Task. Would you print the records below without changing anything?

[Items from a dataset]
◇ ◇ ◇ ◇

use std::path::Path;

use voicetranscript_common::Result;

use crate::types::EngineOutput;

/// Speech-recognition capability.
///
/// Implementations are blocking and CPU-bound; callers dispatch them off the
/// async workers.
pub trait TranscriptionEngine: Send + Sync {
    /// Recognize speech in the audio file at `audio_path`
    fn transcribe(&self, audio_path: &Path) -> Result<EngineOutput>;

    /// Model identifier reported in responses
    fn model_name(&self) -> &str;

    /// Compute device the model runs on
    fn device(&self) -> &str;
}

◇ ◇ ◇ ◇

Reply to the task.
use std::path::Path;

use voicetranscript_common::Result;

use crate::types::EngineOutput;

/// Speech-recognition capability.
///
/// Implementations are blocking and CPU-bound; callers dispatch them off the
/// async workers.
pub trait TranscriptionEngine: Send + Sync {
    /// Recognize speech in the audio file at `audio_path`
    fn transcribe(&self, audio_path: &Path) -> Result<EngineOutput>;

    /// Model identifier reported in responses
    fn model_name(&self) -> &str;

    /// Compute device the model runs on
    fn device(&self) -> &str;
}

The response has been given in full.